L'administration régionale Urban.brussels a refusé lundi le permis d'urbanisme relatif à la prolongation de l'autorisation du panneau publicitaire Coca-Cola sur la toiture de la place De Brouckère qui fait face au boulevard Anspach à Bruxelles, relate mercredi Marc Debont, porte-parole du cabinet du secrétaire d'État bruxellois à l'Urbanisme et au Patrimoine Pascal Smet, confirmant ainsi une information diffusée par le quotidien Le Soir.

Le permis délivré par la Ville de Bruxelles avait une validité de six ans et arrivait à échéance. La Région a cependant rendu un avis contraignant négatif, par le bras de son fonctionnaire délégué et sous l'égide de Pascal Smet. Le secrétaire d'Etat a fait valoir sa ligne de pensée, à savoir qu'il estimait que "cette publicité n'était pas harmonieuse, défigurait la vue et ne s'intégrait pas avec le bâtiment, qui est d'ailleurs inscrit sur la liste de sauvegarde", rapporte Marc Debont.

Le panneau constitué de LED date de septembre 2011. Or, le permis de la Ville régularisant l'emploi de ce type d'éclairage date de fin août 2013. "Aujourd'hui marque un refus d'une telle publicité LED et c'est l'occasion d'ouvrir le débat", continue le porte-parole de M. Smet. "Est-ce qu'on veut de la publicité sur la place De Brouckère ? Si oui, quel type de publicité veut-on ? Et comment faire si on en veut pour qu'elle s'intègre mieux dans cet espace patrimonial ?" La Région prévoit d'en débattre avec la Ville.

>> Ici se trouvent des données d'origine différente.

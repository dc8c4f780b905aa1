//! # rough_notes
//!
//! The storage core of a local note-taking tool whose notes are plain
//! Markdown files in a directory hierarchy.
//!
//! ## Features
//!
//! - **Tree Snapshots**: Scan the notes root into an immutable tree of folders and notes
//! - **Lazy Depth**: Read folders fully down to a cutoff, probe deeper ones and expand on demand
//! - **Concurrent Loading**: Fan the top-level folders of the initial scan out over Tokio's blocking pool
//! - **Path Moves**: Rename or move a note by typing a path; missing folders are created
//! - **Best-effort I/O**: Reads, saves and deletes never block the editor on a failure
//!
//! ## Quick Start
//!
//! ```rust,no_run
//! use rough_notes::{NoteRepository, NotesConfig};
//!
//! # fn main() -> Result<(), Box<dyn std::error::Error>> {
//! let config = NotesConfig::load()?;
//! let repo = NoteRepository::open(&config)?;
//!
//! let tree = repo.load_tree();
//! println!("{} notes under {}", tree.note_count(), repo.root().display());
//!
//! if let Some(path) = repo.create("Groceries", repo.root(), true) {
//!     let moved = repo.move_note(&path, "home/lists/groceries");
//!     println!("moved to {moved:?}");
//! }
//! # Ok(())
//! # }
//! ```
//!
//! ## Architecture
//!
//! - **[`path`]**: Turns a typed `a/b/note` string into directories plus a note name
//! - **[`scanner`]**: Builds tree snapshots, sequentially or concurrently
//! - **[`tree`]**: Holds the current snapshot and finds entries by identity
//! - **[`repository`]**: Reads, writes, creates, deletes and moves notes, rescanning after each change
//! - **[`debounce`]**: Delays a rename until typing has paused
//!
//! An entry's identity is its canonical absolute path string. Snapshots are
//! rebuilt rather than patched, so callers keep identities (not entries)
//! across mutations and look them up again with [`TreeStore::find`].
//!
//! ## Error Handling
//!
//! Fallible internals return [`NotesResult<T>`]. The collaborator-facing
//! operations on [`NoteRepository`] degrade instead: empty text, `None`, or
//! a logged no-op.
//!
//! ```rust,no_run
//! use rough_notes::{NoteRepository, NotesResult};
//! use std::path::{Path, PathBuf};
//!
//! fn rename(repo: &NoteRepository, note: &Path) -> NotesResult<PathBuf> {
//!     repo.try_move(note, "archive/2024/old-ideas")
//! }
//! ```

pub mod config;
pub mod debounce;
pub mod domain;
pub mod error;
pub mod path;
pub mod repository;
pub mod root;
pub mod scanner;
pub mod telemetry;
pub mod tree;

/// Re-exports the most commonly used types for convenience.
pub use config::NotesConfig;
pub use debounce::RenameDebouncer;
pub use domain::{Directory, Entry, NoteFile};
pub use error::{NotesError, NotesResult, PathError};
pub use repository::NoteRepository;
pub use root::NotesRoot;
pub use scanner::Scanner;
pub use tree::TreeStore;
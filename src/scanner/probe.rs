use crate::domain::ordering::natural_cmp;
use std::fs;
use std::io;
use std::path::{Path, PathBuf};
use tracing::{debug, warn};

#[derive(Debug, Clone, Copy, PartialEq, Eq)]
pub enum Kind {
    Note,
    Directory,
}

/// A visible child of a directory that the tree model cares about.
#[derive(Debug, Clone, PartialEq, Eq)]
pub struct Listed {
    pub path: PathBuf,
    pub name: String,
    pub kind: Kind,
}

/// Lists the notes and subdirectories directly inside `dir`, in display order.
///
/// Hidden entries and files without the note extension are skipped. An
/// unreadable directory lists as empty.
pub fn list(dir: &Path, extension: &str) -> Vec<Listed> {
    let mut listed = match read_visible(dir, extension) {
        Ok(listed) => listed,
        Err(err) => {
            warn!(path = %dir.display(), error = %err, "unreadable directory treated as empty");
            return Vec::new();
        }
    };

    listed.sort_by(|a, b| natural_cmp(&a.name, &b.name));
    listed
}

/// Whether `dir` holds a note anywhere below it.
///
/// Stops at the first note found; notes directly inside `dir` are checked
/// before any subdirectory is opened.
pub fn has_content(dir: &Path, extension: &str) -> bool {
    let listed = match read_visible(dir, extension) {
        Ok(listed) => listed,
        Err(err) => {
            debug!(path = %dir.display(), error = %err, "content probe failed");
            return false;
        }
    };

    if listed.iter().any(|item| item.kind == Kind::Note) {
        return true;
    }

    listed
        .iter()
        .filter(|item| item.kind == Kind::Directory)
        .any(|item| has_content(&item.path, extension))
}

pub fn is_hidden(name: &str) -> bool {
    name.starts_with('.')
}

pub fn is_note(path: &Path, extension: &str) -> bool {
    path.extension().and_then(|s| s.to_str()) == Some(extension)
}

fn read_visible(dir: &Path, extension: &str) -> io::Result<Vec<Listed>> {
    let mut listed = Vec::new();

    for entry in fs::read_dir(dir)? {
        let Ok(entry) = entry else { continue };
        let name = entry.file_name().to_string_lossy().into_owned();
        if is_hidden(&name) {
            continue;
        }

        let path = entry.path();
        if let Some(kind) = classify(&entry, &path, extension) {
            listed.push(Listed { path, name, kind });
        }
    }

    Ok(listed)
}

/// Symlinks are classified by what they point at.
fn classify(entry: &fs::DirEntry, path: &Path, extension: &str) -> Option<Kind> {
    let file_type = entry.file_type().ok()?;
    let is_dir = if file_type.is_symlink() {
        fs::metadata(path).ok()?.is_dir()
    } else {
        file_type.is_dir()
    };

    if is_dir {
        Some(Kind::Directory)
    } else if is_note(path, extension) {
        Some(Kind::Note)
    } else {
        None
    }
}
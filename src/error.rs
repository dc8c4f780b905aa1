use std::path::PathBuf;
use thiserror::Error;

/// Failure to turn a typed path string into a note location.
#[derive(Debug, Clone, PartialEq, Eq, Error)]
pub enum PathError {
    #[error("path has no usable segments")]
    EmptyPath,
    #[error("invalid name: {0:?}")]
    InvalidName(String),
}

#[derive(Debug, Error)]
pub enum NotesError {
    #[error(transparent)]
    Path(#[from] PathError),

    #[error("already exists: {}", .0.display())]
    AlreadyExists(PathBuf),

    #[error("not found: {}", .0.display())]
    NotFound(PathBuf),

    #[error("not a directory: {}", .0.display())]
    NotADirectory(PathBuf),

    #[error("not a note file: {}", .0.display())]
    NotAFile(PathBuf),

    #[error(transparent)]
    Io(#[from] std::io::Error),

    #[error("background task failed: {0}")]
    Runtime(String),
}

impl From<tempfile::PersistError> for NotesError {
    fn from(err: tempfile::PersistError) -> Self {
        NotesError::Io(err.error)
    }
}

impl From<tokio::task::JoinError> for NotesError {
    fn from(err: tokio::task::JoinError) -> Self {
        NotesError::Runtime(err.to_string())
    }
}

pub type NotesResult<T> = Result<T, NotesError>;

Lydia Mutyebele Ngoi, échevine du Patrimoine public, rappelle qu'une photographie de 1957 atteste de la présence de la publicité Coca-Cola sur l'hôtel Continental au moins à compter de cette date et qu'il y avait avant encore une autre publicité.

Wafaa Hammich, la porte-parole du bourgmestre Philippe Close, remarque que la Ville perçoit une redevance mensuelle de 12.000 euros de Coca-Cola et que les gens paraissent exprimer un attachement à ce qui semble devenu un symbole avec le temps.

La Région a déjà signifié à Coca-Cola son refus. Selon la procédure, la Ville doit elle aussi notifier le refus de permis d'urbanisme à la marque, avant que celle-ci ne soit obligée d'agir en conséquence.